Politic Academy : y-aura-il un grand débat sur le Net ?

Approchez Mesdames et Messieurs dans un instant, ça va commencer
Installez vous devant votre ordi bien gentiment
Tous les candidats vont arriver
Et ils vont enfin discuter
Enfin si ils acceptent d’être nos invités…


Agoravox et un certain nombre de médias (Le Monde, 20 minutes, Marianne, …) ont invité ce jour les candidats à la présidentielle à participer à un débat sur internet le lundi 16 avril prochain.

Kiffe pas Sarko soutient cette initiative démocratique et souhaite qu’un maximum de candidats acceptent de passer ce grand oral devant les internautes... faute de pouvoir l'organiser à la télévision.

Plus d’infos sur Agoravox, où vous pouvez également signer une pétition en faveur de ce projet.

Bouses de campagne : Azouz sous pression sarkozyste


Azouz Begag, pourtant attendu sur plusieurs plateaux de télévision pour faire la promotion de son livre, « Un mouton dans la baignoire », ne s’est pas présenté hier ni chez Michel Denisot, ni chez Marc-Olivier Fogiel.

Mais où est donc passé Azouz, s’interroge ce matin Le Parisien. Eh bien l’ancien ministre de la promotion de l’égalité des chances est… au ski. Azouz Begag aurait quitté Paris en raison des trop nombreuses pressions qui s’exerçaient sur lui.

Quel intérêt maintenant que le livre est sorti ? Aucun, mais cela permet à Sarko et ses sbires de se livrer à leur sport favori : la chasse aux sorcières.

Et qu’Azouz n’espère pas une trêve : Sarko a eu la peau d’Alain Genestar –le directeur de la rédaction de Paris Match, cet impertinent qui avait osé publier LA photo de Cécilia et de son amant Richard Attias- plusieurs mois après les faits.

Petit Sarko adore qu’on parle de lui, mais gare à qui en parlera en mal. Voilà ce qu’est la démocratie sauce Sarkozy. A vous de voir si vous en voulez pour président…

mardi 10 avril 2007

La Vache qui rit : on ne s'en lasse pas !

La Vache qui rit : non, on n'en veut pas !


Les Jeunes Populaires, toujours plus pathétiques, sont persuadés de servir au mieux leur candidat.
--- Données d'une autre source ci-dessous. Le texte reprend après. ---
//! Typed error surface for the vault core.
//!
//! Every component in this crate returns [`VaultError`] rather than `anyhow::Error`
//! so that callers (the CLI, recovery logic, test harnesses) can match on the
//! specific kind of failure instead of parsing a message string. The thin CLI
//! binary is the only place `anyhow` appears, wrapping these with `.context(...)`.

use thiserror::Error;

/// The direction a codec operation was attempted in, for diagnostics.
#[derive(Debug, Clone, Copy, PartialEq, Eq)]
pub enum CodecDirection {
    Compress,
    Decompress,
}

impl std::fmt::Display for CodecDirection {
    fn fmt(&self, f: &mut std::fmt::Formatter<'_>) -> std::fmt::Result {
        f.write_str(match self {
            Self::Compress => "compress",
            Self::Decompress => "decompress",
        })
    }
}

/// Every failure mode the vault core can produce.
#[derive(Error, Debug)]
pub enum VaultError {
    #[error("chunk size must be greater than zero")]
    InvalidChunkSize,

    #[error("input file is unreadable: {0}")]
    InputUnreadable(std::io::Error),

    #[error("vault configuration could not be read: {0}")]
    VaultConfigUnreadable(String),

    #[error("encryption is passphrase-protected but no passphrase was supplied")]
    PassphraseRequired,

    #[error("incorrect passphrase")]
    PassphraseWrong,

    #[error("cryptographic key has an invalid length")]
    KeyLengthInvalid,

    #[error("unsupported algorithm: {0}")]
    UnsupportedAlgorithm(String),

    #[error("{direction} failed for algorithm {algo}: {message}")]
    CodecFailure {
        algo: String,
        direction: CodecDirection,
        message: String,
    },

    #[error("decompressed output exceeds the configured maximum of {limit} bytes")]
    DecompressionBomb { limit: u64 },

    #[error("ciphertext is shorter than the nonce/IV it must carry")]
    CiphertextTruncated,

    #[error("PKCS#7 padding is invalid")]
    InvalidPadding,

    #[error("cryptographic operation failed: {0}")]
    CryptoFailure(String),

    #[error("failed to persist the dedup index: {0}")]
    IndexPersistenceFailure(String),

    #[error("transaction is not in a state that permits this operation: {0}")]
    TxnStateViolation(String),

    #[error("another staged entry already targets this path: {0}")]
    TxnStageConflict(String),

    #[error("transaction commit failed: {0}")]
    TxnCommitFailed(String),

    #[error("recovery completed with {errors} non-fatal errors", errors = errors.len())]
    TxnRecoveryPartial { errors: Vec<String> },

    #[error("chunk {index} (hash {hash_prefix}…): {source}")]
    Chunk {
        index: u64,
        hash_prefix: String,
        #[source]
        source: Box<VaultError>,
    },

    #[error(transparent)]
    Io(#[from] std::io::Error),
}

pub type Result<T> = std::result::Result<T, VaultError>;

impl VaultError {
    /// Wraps an inner error with the chunk index and a diagnostic hash prefix,
    /// as mandated for every error the pipeline propagates past a single chunk.
    pub fn at_chunk(index: u64, full_hash_hex: &str, source: VaultError) -> Self {
        let hash_prefix = full_hash_hex.chars().take(12).collect();
        Self::Chunk { index, hash_prefix, source: Box::new(source) }
    }
}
Heureusement que le ridicule ne tue pas...

Le poids des mots, le choc des urnes : Sarko persiste et signe

Vendredi, j’avais évoqué le scandale de la prise de position de Nicolas Sarkozy sur la pédophilie et les tendances suicidaires, qui seraient, selon le candidat, « innées ».

Malgré le tollé déclenché par ces propos, le candidat de l’UMP persiste et signe, en déclarant ce matin sur France 2, dans Les 4 vérités :

« Qui peut me dire que c'est normal d'avoir envie de violer un petit garçon de trois ans ? Quelle est la part de l'inné et quelle est la part de l'acquis ? »
Personne n’a prétendu qu’il était « normal » de violer un petit garçon de trois ans, ni même qui que ce soit. L’acte de viol, quelle que soit la victime, reste abominable. Et la question de l'innée et de l'acquis, elle, reste posée.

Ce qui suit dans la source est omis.